Task prompt
Could you filter the records below down to the lines that include the word "ChunkOrchestrator"?

Start of Data for analysis

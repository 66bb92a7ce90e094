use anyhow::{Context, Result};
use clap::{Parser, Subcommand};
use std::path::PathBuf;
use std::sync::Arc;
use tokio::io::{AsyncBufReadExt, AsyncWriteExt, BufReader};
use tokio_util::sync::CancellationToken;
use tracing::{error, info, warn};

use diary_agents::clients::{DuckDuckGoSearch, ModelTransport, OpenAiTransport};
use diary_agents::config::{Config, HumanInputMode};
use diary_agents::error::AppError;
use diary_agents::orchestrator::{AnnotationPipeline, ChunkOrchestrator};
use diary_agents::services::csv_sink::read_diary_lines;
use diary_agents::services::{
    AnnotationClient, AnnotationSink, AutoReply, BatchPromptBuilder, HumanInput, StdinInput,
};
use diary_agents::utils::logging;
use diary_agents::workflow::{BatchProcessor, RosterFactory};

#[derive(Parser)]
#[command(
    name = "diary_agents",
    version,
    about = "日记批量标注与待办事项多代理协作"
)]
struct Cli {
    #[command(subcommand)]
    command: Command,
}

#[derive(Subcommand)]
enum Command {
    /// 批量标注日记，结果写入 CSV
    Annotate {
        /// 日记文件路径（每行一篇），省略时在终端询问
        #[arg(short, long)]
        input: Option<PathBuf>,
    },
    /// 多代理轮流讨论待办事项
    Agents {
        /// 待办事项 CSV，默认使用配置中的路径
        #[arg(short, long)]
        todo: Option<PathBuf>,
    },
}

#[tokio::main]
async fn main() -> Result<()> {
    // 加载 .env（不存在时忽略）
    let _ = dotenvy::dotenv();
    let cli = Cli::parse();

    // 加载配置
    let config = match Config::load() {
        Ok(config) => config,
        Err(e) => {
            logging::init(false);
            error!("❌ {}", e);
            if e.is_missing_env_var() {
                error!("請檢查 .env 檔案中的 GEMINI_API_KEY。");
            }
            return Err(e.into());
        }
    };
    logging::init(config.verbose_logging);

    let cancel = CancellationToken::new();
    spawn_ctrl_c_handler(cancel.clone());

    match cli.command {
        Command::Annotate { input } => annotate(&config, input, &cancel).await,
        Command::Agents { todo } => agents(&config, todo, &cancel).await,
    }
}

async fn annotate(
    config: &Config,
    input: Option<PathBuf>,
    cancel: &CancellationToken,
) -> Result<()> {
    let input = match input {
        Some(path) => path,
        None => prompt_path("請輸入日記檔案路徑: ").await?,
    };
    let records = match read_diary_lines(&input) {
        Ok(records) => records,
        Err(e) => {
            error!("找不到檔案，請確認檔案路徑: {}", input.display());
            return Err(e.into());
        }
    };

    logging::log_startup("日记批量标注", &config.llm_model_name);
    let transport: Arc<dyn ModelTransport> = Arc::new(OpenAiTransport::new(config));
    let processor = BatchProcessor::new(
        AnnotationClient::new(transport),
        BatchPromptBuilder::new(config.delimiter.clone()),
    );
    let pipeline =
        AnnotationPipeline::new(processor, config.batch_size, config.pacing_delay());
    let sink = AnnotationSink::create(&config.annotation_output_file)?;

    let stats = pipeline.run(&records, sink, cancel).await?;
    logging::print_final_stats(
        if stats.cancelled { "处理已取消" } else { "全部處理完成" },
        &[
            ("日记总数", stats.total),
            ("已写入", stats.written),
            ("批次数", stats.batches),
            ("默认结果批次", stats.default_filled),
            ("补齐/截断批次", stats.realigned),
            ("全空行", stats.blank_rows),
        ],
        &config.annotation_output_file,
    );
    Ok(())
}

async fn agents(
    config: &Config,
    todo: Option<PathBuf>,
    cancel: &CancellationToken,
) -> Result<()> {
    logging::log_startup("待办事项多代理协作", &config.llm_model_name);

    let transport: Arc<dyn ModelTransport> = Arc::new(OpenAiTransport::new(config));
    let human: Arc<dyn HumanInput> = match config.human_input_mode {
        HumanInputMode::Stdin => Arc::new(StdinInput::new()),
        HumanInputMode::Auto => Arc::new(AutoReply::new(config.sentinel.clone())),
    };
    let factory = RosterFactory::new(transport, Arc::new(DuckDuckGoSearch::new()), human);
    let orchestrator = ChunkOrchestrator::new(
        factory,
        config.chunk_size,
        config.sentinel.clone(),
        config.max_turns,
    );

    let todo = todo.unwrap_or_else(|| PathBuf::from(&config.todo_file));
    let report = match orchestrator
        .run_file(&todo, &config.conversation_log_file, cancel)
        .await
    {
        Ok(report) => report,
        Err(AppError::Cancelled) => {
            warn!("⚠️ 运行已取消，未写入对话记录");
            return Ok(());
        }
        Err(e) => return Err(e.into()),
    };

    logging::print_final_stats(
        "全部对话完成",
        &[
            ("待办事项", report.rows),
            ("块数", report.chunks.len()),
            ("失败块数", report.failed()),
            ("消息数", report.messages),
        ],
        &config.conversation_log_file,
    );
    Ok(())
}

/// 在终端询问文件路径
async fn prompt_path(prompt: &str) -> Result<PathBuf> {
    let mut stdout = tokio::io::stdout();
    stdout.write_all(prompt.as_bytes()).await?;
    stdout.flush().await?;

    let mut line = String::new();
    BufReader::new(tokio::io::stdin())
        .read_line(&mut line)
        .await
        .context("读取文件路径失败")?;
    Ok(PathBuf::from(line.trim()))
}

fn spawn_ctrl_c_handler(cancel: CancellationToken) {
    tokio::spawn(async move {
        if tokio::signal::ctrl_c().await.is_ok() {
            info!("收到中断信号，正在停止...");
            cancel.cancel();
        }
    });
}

End of Data for analysis
Start of Data for analysis

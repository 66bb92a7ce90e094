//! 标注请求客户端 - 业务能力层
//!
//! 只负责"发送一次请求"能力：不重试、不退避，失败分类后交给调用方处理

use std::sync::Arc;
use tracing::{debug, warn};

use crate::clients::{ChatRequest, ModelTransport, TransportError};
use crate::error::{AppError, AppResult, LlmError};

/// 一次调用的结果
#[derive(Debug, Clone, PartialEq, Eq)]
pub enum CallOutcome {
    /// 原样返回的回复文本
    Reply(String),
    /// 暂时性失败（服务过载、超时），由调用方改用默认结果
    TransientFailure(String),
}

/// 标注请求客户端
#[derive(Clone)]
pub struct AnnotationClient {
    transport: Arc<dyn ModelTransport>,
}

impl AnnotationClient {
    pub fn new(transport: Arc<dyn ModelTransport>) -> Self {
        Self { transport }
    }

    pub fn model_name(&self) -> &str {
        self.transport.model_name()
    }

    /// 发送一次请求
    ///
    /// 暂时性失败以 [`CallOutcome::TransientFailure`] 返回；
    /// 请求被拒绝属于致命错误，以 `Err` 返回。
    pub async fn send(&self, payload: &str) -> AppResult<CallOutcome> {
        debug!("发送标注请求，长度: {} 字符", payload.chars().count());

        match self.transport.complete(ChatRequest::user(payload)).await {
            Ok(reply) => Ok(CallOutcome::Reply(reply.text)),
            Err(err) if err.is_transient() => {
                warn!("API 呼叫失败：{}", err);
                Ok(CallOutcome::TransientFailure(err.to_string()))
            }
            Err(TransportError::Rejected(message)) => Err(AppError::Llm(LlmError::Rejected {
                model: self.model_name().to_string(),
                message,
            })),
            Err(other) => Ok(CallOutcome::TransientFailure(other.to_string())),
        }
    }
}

End of Data for analysis

Answer for this exercise
use diary_agents::orchestrator::{AnnotationPipeline, ChunkOrchestrator};
    let orchestrator = ChunkOrchestrator::new(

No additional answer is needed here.